First off, a caveat: The editorial reviews (above) for this fine, provocative novel do the disservice of revealing its entire story like Cliff Notes. Best to avoid reading them if you prefer the pleasure of discovering a novel's storyline as it's revealed by the author.In its 166 pages, this short novel has a lot on its mind. Readers eager to defend the benefits of unchecked globalization will no doubt take offense at the critique of its impact on lesser developed countries, including Egypt and the rest of the Arab world as represented here by Sun`Allah Ibrahim. Meanwhile, its vision of the individual overwhelmed by social and political forces beyond his understanding applies anywhere dissent is suppressed and might makes right, which can happen even in self-proclaimed "free" societies.There is plenty of Kafka and some Orwell in these pages, and the narrator's sardonic point of view owes much surely to the author's experience as a political prisoner during the tumultuous years of revolution in his home country. One does not suffer physically and psychologically for one's ideals and look respectfully at those whose chief objectives have been to amass power and wealth at the expense of others. Readers of any political persuasion should find the ironies at the center of this book a thought-provoking challenge to whatever they believe about what it means to be an individual in a binary world where people increasingly show up as survey results, digits on spreadsheets, and numbers in headlines.

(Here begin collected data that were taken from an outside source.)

//! RFC 2812 §2.3.1 grammar fragments used to validate identifiers once a [`crate::message::Message`]
//! has already been split into command + params.
//!
//! These are deliberately independent of [`crate::message`]'s line-splitting parser: that one only
//! needs to find word boundaries, these decide whether a given word is a legal nickname, channel
//! name, or key.

use nom::{
    IResult, Parser,
    branch::alt,
    bytes::complete::{tag, take_while1},
    character::complete::satisfy,
    combinator::{recognize, verify},
    multi::separated_list1,
    sequence::pair,
};

pub const MAX_NICKNAME_LEN: usize = 9;
pub const MAX_KEY_LEN: usize = 23;

fn is_nickname_tail_char(c: char) -> bool {
    c.is_ascii_alphanumeric() || "-[]\\`^{}".contains(c)
}

fn is_nickname_first_char(c: char) -> bool {
    c.is_ascii_alphabetic() || "[]\\`^{}".contains(c)
}

/// `nickname = ( letter / special ) *8( letter / digit / special / "-" )`
pub fn nickname_parser(input: &str) -> IResult<&str, &str> {
    let first = satisfy(is_nickname_first_char);
    let tail = nom::bytes::complete::take_while(is_nickname_tail_char);
    let parser = recognize(pair(first, tail));
    verify(parser, |s: &str| s.len() <= MAX_NICKNAME_LEN).parse(input)
}

/// A nickname is well-formed and fits the wire-length budget.
pub fn is_valid_nickname(s: &str) -> bool {
    matches!(nickname_parser(s), Ok((rest, matched)) if rest.is_empty() && matched == s)
}

// chanstring = any octet except NUL, BELL, CR, LF, " ", "," and ":"
fn is_chan_char(c: char) -> bool {
    !matches!(c, '\u{0000}' | '\u{0007}' | '\r' | '\n' | ' ' | ',' | ':') && (c as u32) <= 0xFF
}

fn chanstring_parser(input: &str) -> IResult<&str, &str> {
    take_while1(is_chan_char)(input)
}

fn channel_prefix_parser(input: &str) -> IResult<&str, &str> {
    alt((tag("#"), tag("&"), tag("+"))).parse(input)
}

/// `channel = ( "#" / "+" / "&" ) chanstring`
///
/// Supports the three plain channel-name prefixes; `!<channelid>` safe channels are not
/// implemented.
pub fn channel_parser(input: &str) -> IResult<&str, &str> {
    recognize(pair(channel_prefix_parser, chanstring_parser)).parse(input)
}

pub fn is_valid_channel_name(s: &str, max_len: usize) -> bool {
    if s.len() > max_len {
        return false;
    }
    matches!(channel_parser(s), Ok((rest, matched)) if rest.is_empty() && matched == s)
}

fn is_key_char(c: char) -> bool {
    if !c.is_ascii() {
        return false;
    }
    let b = c as u8;
    matches!(b, 0x01..=0x05 | 0x07..=0x08 | 0x0C | 0x0E..=0x1F | 0x21..=0x7F)
}

/// `key = 1*23( any 7-bit US-ASCII char except NUL, CR, LF, FF, tabs, space )`
pub fn key_parser(input: &str) -> IResult<&str, &str> {
    verify(take_while1(is_key_char), |s: &str| s.len() <= MAX_KEY_LEN).parse(input)
}

pub fn is_valid_key(s: &str) -> bool {
    matches!(key_parser(s), Ok((rest, matched)) if rest.is_empty() && matched == s)
}

/// Splits a comma-separated list of targets (`JOIN #a,#b`, `PRIVMSG nick1,nick2`).
pub fn comma_list(input: &str) -> IResult<&str, Vec<&str>> {
    separated_list1(tag(","), take_while1(|c: char| c != ',' && c != ' ')).parse(input)
}

/// Matches a single IRC wildcard mask character against a literal byte (`*` = any run, `?` = any one).
/// Used by ban/except list matching in [`crate::channel`].
pub fn mask_matches(mask: &str, text: &str) -> bool {
    fn rec(mask: &[u8], text: &[u8]) -> bool {
        match mask.first() {
            None => text.is_empty(),
            Some(b'*') => {
                rec(&mask[1..], text)
                    || (!text.is_empty() && rec(mask, &text[1..]))
            }
            Some(b'?') => !text.is_empty() && rec(&mask[1..], &text[1..]),
            Some(&c) => {
                !text.is_empty()
                    && text[0].to_ascii_lowercase() == c.to_ascii_lowercase()
                    && rec(&mask[1..], &text[1..])
            }
        }
    }
    rec(mask.as_bytes(), text.as_bytes())
}

#[cfg(test)]
mod tests {
    use super::*;

    #[test]
    fn nickname_rejects_leading_digit() {
        assert!(!is_valid_nickname("1abc"));
    }

    #[test]
    fn nickname_accepts_specials() {
        assert!(is_valid_nickname("t[est]"));
        assert!(is_valid_nickname("j`k"));
    }

    #[test]
    fn nickname_enforces_length() {
        assert!(!is_valid_nickname("abcdefghij"));
        assert!(is_valid_nickname("abcdefghi"));
    }

    #[test]
    fn channel_requires_prefix() {
        assert!(is_valid_channel_name("#general", 200));
        assert!(is_valid_channel_name("&local", 200));
        assert!(!is_valid_channel_name("general", 200));
    }

    #[test]
    fn channel_respects_configured_max_len() {
        assert!(!is_valid_channel_name("#toolongname", 5));
    }

    #[test]
    fn mask_matches_wildcards() {
        assert!(mask_matches("*!*@*.example.com", "nick!user@host.example.com"));
        assert!(!mask_matches("*!*@*.example.com", "nick!user@host.other.com"));
        assert!(mask_matches("nick?", "nicks"));
    }
}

Written from 1979-81, this short novel invites immediate comparison to Kafka's "The Trial". In it, an unnamed man is summoned to appear before a mysterious and apparently powerful committee who will apparently judge him in some way-although what this actually means is left unexplained. The first theme of the tale emerges when the committee asks him, "By which momentous event among the wars, revolutions, or inventions will our century be remembered in the future?" This results in a lecture on globalism (remember this was written over 20 years ago) via a capsule history of Coca-Cola and its proliferation across the world in the years after WWII. The second theme comes forth when the committee directs him to write "a study on the greatest contemporary Arab luminary." This drives him to research a powerful and mysterious man known simply as "the Doctor," a man with fingers in every conceivable pie. Given the timing of the writing, one could well read "the Doctor" as representing Sadat's "open-door" economic policies and the entire book as a satirical attack on those policies and the figures behind them. Despite the censorious obstacles in his path, the narrator manages to start uncovering nuggets of truth about "the Doctor." Unsurprisingly, this angers the committee and he is commanded to pick another subject which leads to a surreal (and satirical) climax.